I am currently obsessed with catasetenae and bulbos. Also, I've been obsessing over automating things in my greenhouse. pretty boring....


----------



## Jon in SW Ohio (Nov 5, 2006)

Must...have...more...ZOANTHIDS!
mmmmmmm, Japanese corals too....
(shhhh, don't tell the plants!)

Jon
________
Ferrari f355 specifications


----------



## Rick (Nov 5, 2006)

bwester said:


> I am currently obsessed with catasetenae and bulbos. Also, I've been obsessing over automating things in my greenhouse. pretty boring....




MMMMMMMMMMMM Bulbo contortisepalummmmmmm


----------



## TADD (Nov 5, 2006)

lienluu said:


> mmmmm NES



A T R E Y U . . . . . A T R E Y U . . . . 

Still is and will hopefully always be fairrieanum....


----------



## paphioland (Nov 6, 2006)

Anitums, even though you can't have them you can still obsess right? And roths of course! Oh and Rachel Bilson. 
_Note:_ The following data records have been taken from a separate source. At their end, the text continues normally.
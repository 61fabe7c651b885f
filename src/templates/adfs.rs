// ADFS WS-Trust 1.3 envelopes

use super::{attr_at, compact, escape_param, inner_xml_at, soap_fault, text_at};
use crate::error::{AuthError, Result};

const RSTR_PATH: [&str; 4] = [
    "Envelope",
    "Body",
    "RequestSecurityTokenResponseCollection",
    "RequestSecurityTokenResponse",
];

/// SOAP 1.2 RequestSecurityToken for the `usernamemixed` endpoint
pub fn saml_wsfed(to: &str, username: &str, password: &str, relying_party: &str) -> String {
    compact(&format!(
        r#"
        <s:Envelope xmlns:s="http://www.w3.org/2003/05/soap-envelope" xmlns:a="http://www.w3.org/2005/08/addressing" xmlns:u="http://docs.oasis-open.org/wss/2004/01/oasis-200401-wss-wssecurity-utility-1.0.xsd">
            <s:Header>
                <a:Action s:mustUnderstand="1">http://docs.oasis-open.org/ws-sx/ws-trust/200512/RST/Issue</a:Action>
                <a:ReplyTo>
                    <a:Address>http://www.w3.org/2005/08/addressing/anonymous</a:Address>
                </a:ReplyTo>
                <a:To s:mustUnderstand="1">{to}</a:To>
                <o:Security s:mustUnderstand="1" xmlns:o="http://docs.oasis-open.org/wss/2004/01/oasis-200401-wss-wssecurity-secext-1.0.xsd">
                    <o:UsernameToken u:Id="uuid-{token_id}-1">
                        <o:Username>{username}</o:Username>
                        <o:Password Type="http://docs.oasis-open.org/wss/2004/01/oasis-200401-wss-username-token-profile-1.0#PasswordText">{password}</o:Password>
                    </o:UsernameToken>
                </o:Security>
            </s:Header>
            <s:Body>
                <trust:RequestSecurityToken xmlns:trust="http://docs.oasis-open.org/ws-sx/ws-trust/200512">
                    <wsp:AppliesTo xmlns:wsp="http://schemas.xmlsoap.org/ws/2004/09/policy">
                        <wsa:EndpointReference xmlns:wsa="http://www.w3.org/2005/08/addressing">
                            <wsa:Address>{relying_party}</wsa:Address>
                        </wsa:EndpointReference>
                    </wsp:AppliesTo>
                    <trust:KeyType>http://docs.oasis-open.org/ws-sx/ws-trust/200512/Bearer</trust:KeyType>
                    <trust:RequestType>http://docs.oasis-open.org/ws-sx/ws-trust/200512/Issue</trust:RequestType>
                </trust:RequestSecurityToken>
            </s:Body>
        </s:Envelope>
        "#,
        to = escape_param(to),
        token_id = uuid::Uuid::new_v4(),
        username = escape_param(username),
        password = escape_param(password),
        relying_party = escape_param(relying_party),
    ))
}

/// RSTR wrapper posted as `wresult` to the site's `/_trust/` endpoint
pub fn saml_token(token: &str, not_before: &str, not_on_or_after: &str, relying_party: &str) -> String {
    compact(&format!(
        r#"
        <t:RequestSecurityTokenResponse xmlns:t="http://schemas.xmlsoap.org/ws/2005/02/trust">
            <t:Lifetime>
                <wsu:Created xmlns:wsu="http://docs.oasis-open.org/wss/2004/01/oasis-200401-wss-wssecurity-utility-1.0.xsd">{not_before}</wsu:Created>
                <wsu:Expires xmlns:wsu="http://docs.oasis-open.org/wss/2004/01/oasis-200401-wss-wssecurity-utility-1.0.xsd">{not_on_or_after}</wsu:Expires>
            </t:Lifetime>
            <wsp:AppliesTo xmlns:wsp="http://schemas.xmlsoap.org/ws/2004/09/policy">
                <wsa:EndpointReference xmlns:wsa="http://www.w3.org/2005/08/addressing">
                    <wsa:Address>{relying_party}</wsa:Address>
                </wsa:EndpointReference>
            </wsp:AppliesTo>
            <t:RequestedSecurityToken>{token}</t:RequestedSecurityToken>
            <t:TokenType>urn:oasis:names:tc:SAML:1.0:assertion</t:TokenType>
            <t:RequestType>http://schemas.xmlsoap.org/ws/2005/02/trust/Issue</t:RequestType>
            <t:KeyType>http://schemas.xmlsoap.org/ws/2005/05/identity/NoProofKey</t:KeyType>
        </t:RequestSecurityTokenResponse>
        "#,
        relying_party = escape_param(relying_party),
    ))
}

/// Assertion issued by ADFS together with its validity window
#[derive(Debug, Clone, PartialEq)]
pub struct AdfsAssertion {
    /// Inner XML of `RequestedSecurityToken`
    pub token: String,
    pub not_before: String,
    pub not_on_or_after: String,
}

/// Parse the `usernamemixed` response, failing on a SOAP fault
pub fn parse_response(xml: &str) -> Result<AdfsAssertion> {
    if let Some(fault) = soap_fault(xml)? {
        return Err(AuthError::Protocol(fault));
    }

    let token_path = [&RSTR_PATH[..], &["RequestedSecurityToken"]].concat();
    let token = inner_xml_at(xml, &token_path)?
        .filter(|t| !t.trim().is_empty())
        .ok_or_else(|| AuthError::Protocol("ADFS response has no RequestedSecurityToken".to_string()))?;

    let conditions = [&token_path[..], &["Assertion", "Conditions"]].concat();
    let lifetime = [&RSTR_PATH[..], &["Lifetime"]].concat();

    let not_before = match attr_at(xml, &conditions, "NotBefore")? {
        Some(v) => v,
        None => text_at(xml, &[&lifetime[..], &["Created"]].concat())?.unwrap_or_default(),
    };
    let not_on_or_after = match attr_at(xml, &conditions, "NotOnOrAfter")? {
        Some(v) => v,
        None => text_at(xml, &[&lifetime[..], &["Expires"]].concat())?.unwrap_or_default(),
    };

    Ok(AdfsAssertion {
        token,
        not_before,
        not_on_or_after,
    })
}

#[cfg(test)]
mod tests {
    use super::*;

    const RESPONSE: &str = r#"<s:Envelope xmlns:s="http://www.w3.org/2003/05/soap-envelope"><s:Body><trust:RequestSecurityTokenResponseCollection xmlns:trust="http://docs.oasis-open.org/ws-sx/ws-trust/200512"><trust:RequestSecurityTokenResponse><trust:Lifetime><wsu:Created xmlns:wsu="u">2024-05-01T10:00:00Z</wsu:Created><wsu:Expires xmlns:wsu="u">2024-05-01T11:00:00Z</wsu:Expires></trust:Lifetime><trust:RequestedSecurityToken><saml:Assertion xmlns:saml="urn:oasis:names:tc:SAML:1.0:assertion" AssertionID="_a1"><saml:Conditions NotBefore="2024-05-01T10:00:01Z" NotOnOrAfter="2024-05-01T18:00:01Z"/></saml:Assertion></trust:RequestedSecurityToken></trust:RequestSecurityTokenResponse></trust:RequestSecurityTokenResponseCollection></s:Body></s:Envelope>"#;

    #[test]
    fn test_saml_wsfed_escapes_credentials() {
        let body = saml_wsfed(
            "https://adfs.contoso.com/adfs/services/trust/13/usernamemixed",
            "CONTOSO\\john",
            "p<&>ss",
            "urn:sharepoint:contoso",
        );
        assert!(body.starts_with("<s:Envelope"));
        assert!(body.contains("<o:Username>CONTOSO\\john</o:Username>"));
        assert!(body.contains("p&lt;&amp;&gt;ss</o:Password>"));
        assert!(body.contains("<wsa:Address>urn:sharepoint:contoso</wsa:Address>"));
        assert!(!body.contains('\n'));
    }

    #[test]
    fn test_saml_token_embeds_raw_assertion() {
        let rstr = saml_token("<saml:Assertion/>", "a", "b", "urn:rp");
        assert!(rstr.contains("<t:RequestedSecurityToken><saml:Assertion/></t:RequestedSecurityToken>"));
        assert!(rstr.contains(">a</wsu:Created>"));
        assert!(rstr.contains(">b</wsu:Expires>"));
    }

    #[test]
    fn test_parse_response_prefers_conditions() {
        let assertion = parse_response(RESPONSE).unwrap();
        assert!(assertion.token.starts_with("<saml:Assertion"));
        assert_eq!(assertion.not_before, "2024-05-01T10:00:01Z");
        assert_eq!(assertion.not_on_or_after, "2024-05-01T18:00:01Z");
    }

    #[test]
    fn test_parse_response_falls_back_to_lifetime() {
        let xml = RESPONSE.replace(
            r#"<saml:Conditions NotBefore="2024-05-01T10:00:01Z" NotOnOrAfter="2024-05-01T18:00:01Z"/>"#,
            "",
        );
        let assertion = parse_response(&xml).unwrap();
        assert_eq!(assertion.not_before, "2024-05-01T10:00:00Z");
        assert_eq!(assertion.not_on_or_after, "2024-05-01T11:00:00Z");
    }

    #[test]
    fn test_parse_response_fault() {
        let xml = r#"<s:Envelope xmlns:s="http://www.w3.org/2003/05/soap-envelope"><s:Body><s:Fault><s:Reason><s:Text>ID3242: bad password</s:Text></s:Reason></s:Fault></s:Body></s:Envelope>"#;
        match parse_response(xml) {
            Err(AuthError::Protocol(msg)) => assert_eq!(msg, "ID3242: bad password"),
            other => panic!("unexpected {other:?}"),
        }
    }

    #[test]
    fn test_parse_response_without_token() {
        let xml = r#"<s:Envelope xmlns:s="x"><s:Body/></s:Envelope>"#;
        assert!(matches!(parse_response(xml), Err(AuthError::Protocol(_))));
    }
}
Heather I know the plant you want. I don't want to get your hopes up but I have many plants I just blindly got from antec a few years back. I don't know what they are. I have to check the tags. I will check to see if a stone addict is one of them. If so, you can have it. If no, I will begin looking for you too.


----------



## streetmorrisart (Nov 6, 2006)

More angraecoid species and deals on humidifier filters in bulk...


----------



## Heather (Nov 6, 2006)

paphioland said:


> Heather I know the plant you want. I don't want to get your hopes up but I have many plants I just blindly got from antec a few years back. I don't know what they are. I have to check the tags. I will check to see if a stone addict is one of them. If so, you can have it. If no, I will begin looking for you too.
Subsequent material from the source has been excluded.